Крики неслись отовсюду, Алфимов вертел головой, всматривался, словно старался упомнить всех обидчиков. Потом прохрипел с натугой, зло оскалив зубы, как бы пугая взбунтовавшихся стрельцов:
— Одумайтесь да покайтесь! Что творите? Сломите гордыню, повяжите воров для крепкого сыску… Не пихайся, Янка, чтоб тебе ершом колючим подавиться! Изменщики великому государю да сгибнут! Не миновать вам дыбы тяжкой, будьте прокляты все…
— Эй, воевода! Уймись! — постращал Иван Балака. — За этаку песню и по боку тресну!
Вслед воеводе народ пошел к Волге, где с тоской и с печалью в криках метались над водой встревоженные, будто смыслили что-то в городских делах, чайки: чуяли близкую непогоду… За конвойными стрельцами и катом Ефимкой выступали впереди толпы протопоп Григорий и игумен самарского Преображенского монастыря Пахомий,[131] чтобы в последнюю минуту молиться о его грешной перед Господом и людьми душе: сам воевода, видно, не очень-то раскаялся в содеянном…
Михаил Хомутов тоже хотел пойти на Волгу вместе со всеми, чтобы увидеть последний час ненавистного убийцы, но в толпе его кто-то взял за руку, попридержал.
Сотник в недоумении оглянулся — рядом стояла растревоженная Луша с глазами, полными слез.

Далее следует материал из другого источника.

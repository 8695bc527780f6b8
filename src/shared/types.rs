use serde::{Deserialize, Serialize};
use utoipa::ToSchema;

/// Body returned for every request that fails before reaching a feature handler
#[derive(Debug, Serialize, Deserialize, ToSchema)]
pub struct ErrorResponse {
    pub ok: bool,
    pub error: String,
    #[serde(skip_serializing_if = "Option::is_none")]
    pub errors: Option<Vec<String>>,
}

impl ErrorResponse {
    pub fn new(error: String, errors: Option<Vec<String>>) -> Self {
        Self {
            ok: false,
            error,
            errors,
        }
    }
}
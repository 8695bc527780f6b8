pub mod deploys;
pub mod rate_limits;
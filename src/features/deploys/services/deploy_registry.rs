use std::collections::HashMap;
use std::sync::{Arc, Mutex};

use tokio::sync::OnceCell;

use crate::core::error::{AppError, Result};
use crate::features::deploys::services::{
    DeployController, DeployControllerConfig, DeployStateStore, DeployTrigger,
};

type ControllerCell = Arc<OnceCell<Arc<DeployController>>>;

/// One controller per configured target, loaded on first use and kept for the process lifetime
pub struct DeployControllerRegistry {
    config: Arc<DeployControllerConfig>,
    store: Arc<dyn DeployStateStore>,
    trigger: Arc<dyn DeployTrigger>,
    controllers: Mutex<HashMap<String, ControllerCell>>,
}

impl DeployControllerRegistry {
    pub fn new(
        config: DeployControllerConfig,
        store: Arc<dyn DeployStateStore>,
        trigger: Arc<dyn DeployTrigger>,
    ) -> Self {
        Self {
            config: Arc::new(config),
            store,
            trigger,
            controllers: Mutex::new(HashMap::new()),
        }
    }

    /// Controller for `target`. Concurrent first calls share a single load.
    ///
    /// Targets outside the configured set are rejected before anything is cached.
    pub async fn get(&self, target: &str) -> Result<Arc<DeployController>> {
        if !self.config.targets.contains(target) {
            return Err(AppError::NotFound(format!(
                "Deploy target '{}' is not configured",
                target
            )));
        }

        let cell = {
            let mut controllers = self
                .controllers
                .lock()
                .map_err(|_| AppError::Internal("Controller registry poisoned".to_string()))?;
            controllers.entry(target.to_string()).or_default().clone()
        };

        let controller = cell
            .get_or_try_init(|| async {
                DeployController::load(
                    target,
                    Arc::clone(&self.config),
                    Arc::clone(&self.store),
                    Arc::clone(&self.trigger),
                )
                .await
                .map(Arc::new)
            })
            .await?;

        Ok(Arc::clone(controller))
    }

    #[cfg(test)]
    pub fn cached_targets(&self) -> usize {
        self.controllers.lock().map(|c| c.len()).unwrap_or(0)
    }
}
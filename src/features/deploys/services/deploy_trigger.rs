use async_trait::async_trait;
use serde::Serialize;
use uuid::Uuid;

use crate::core::config::RemoteDeployConfig;
use crate::features::deploys::models::DeployResponse;

/// What the remote side needs to know about a run
#[derive(Debug, Clone, Serialize)]
#[serde(rename_all = "camelCase")]
pub struct TriggerRequest {
    pub run_id: Uuid,
    pub target: String,
    pub actor: String,
    pub plan_tier: String,
    #[serde(skip_serializing_if = "Option::is_none")]
    pub repo: Option<String>,
}

/// Starts the production deploy once admission has passed.
///
/// Implementations never fail: every problem degrades to a manual result.
#[async_trait]
pub trait DeployTrigger: Send + Sync {
    async fn trigger(&self, request: &TriggerRequest) -> DeployResponse;
}

/// Triggers a deployment through the hosting provider's HTTP API
pub struct RemoteDeployTrigger {
    config: RemoteDeployConfig,
    client: reqwest::Client,
}

impl RemoteDeployTrigger {
    pub fn new(config: RemoteDeployConfig) -> Self {
        Self {
            config,
            client: reqwest::Client::new(),
        }
    }

    fn missing_credentials(&self) -> Vec<String> {
        [
            ("REMOTE_DEPLOY_ACCOUNT_ID", &self.config.account_id),
            ("REMOTE_DEPLOY_API_TOKEN", &self.config.api_token),
            ("REMOTE_DEPLOY_SCRIPT", &self.config.script_name),
        ]
        .into_iter()
        .filter(|(_, value)| value.is_none())
        .map(|(name, _)| name.to_string())
        .collect()
    }
}

#[async_trait]
impl DeployTrigger for RemoteDeployTrigger {
    async fn trigger(&self, request: &TriggerRequest) -> DeployResponse {
        if !self.config.enabled {
            return DeployResponse::local_only();
        }

        let (account_id, api_token, script_name) = match (
            &self.config.account_id,
            &self.config.api_token,
            &self.config.script_name,
        ) {
            (Some(account), Some(token), Some(script)) => (account, token, script),
            _ => return DeployResponse::skipped(self.missing_credentials()),
        };

        let url = format!(
            "{}/accounts/{}/workers/scripts/{}/deployments",
            self.config.api_base.trim_end_matches('/'),
            account_id,
            script_name
        );

        tracing::info!("Triggering remote deploy for run {} at {}", request.run_id, url);

        let mut call = self.client.post(&url).bearer_auth(api_token).json(request);
        if let Some(timeout) = self.config.timeout {
            call = call.timeout(timeout);
        }

        let response = match call.send().await {
            Ok(response) => response,
            Err(e) => {
                tracing::warn!("Remote deploy request failed for run {}: {}", request.run_id, e);
                return DeployResponse::requires_manual(
                    None,
                    None,
                    format!("Remote deploy request failed: {}", e),
                );
            }
        };

        let status = response.status();
        let text = response.text().await.unwrap_or_default();
        let body = if text.is_empty() {
            None
        } else {
            Some(
                serde_json::from_str(&text)
                    .unwrap_or_else(|_| serde_json::Value::String(text.clone())),
            )
        };

        if status.is_success() {
            DeployResponse::triggered(status.as_u16(), body)
        } else {
            tracing::warn!(
                "Remote deploy for run {} answered HTTP {}",
                request.run_id,
                status
            );
            DeployResponse::requires_manual(
                Some(status.as_u16()),
                body,
                format!("Remote deploy answered HTTP {}; deploy manually", status),
            )
        }
    }
}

— Не ходи туда, Михась, не надо… Душа Аннушки на небе успокоится теперь, отомщенная, а ты не ходи, не береди лишний раз свежую рану. Казнят убивца и без тебя… Идем, Михась, время к обеду. Иные пущай на берегу гуляют, я видела, казаки да стрельцы там столы ставят. Говорят, поминки по убитым справлять будут… Пусть себе справляют, мы дома пообедаем, помянем и помолимся вместе по Аннушке… Идем, Михась, идем, братка названый.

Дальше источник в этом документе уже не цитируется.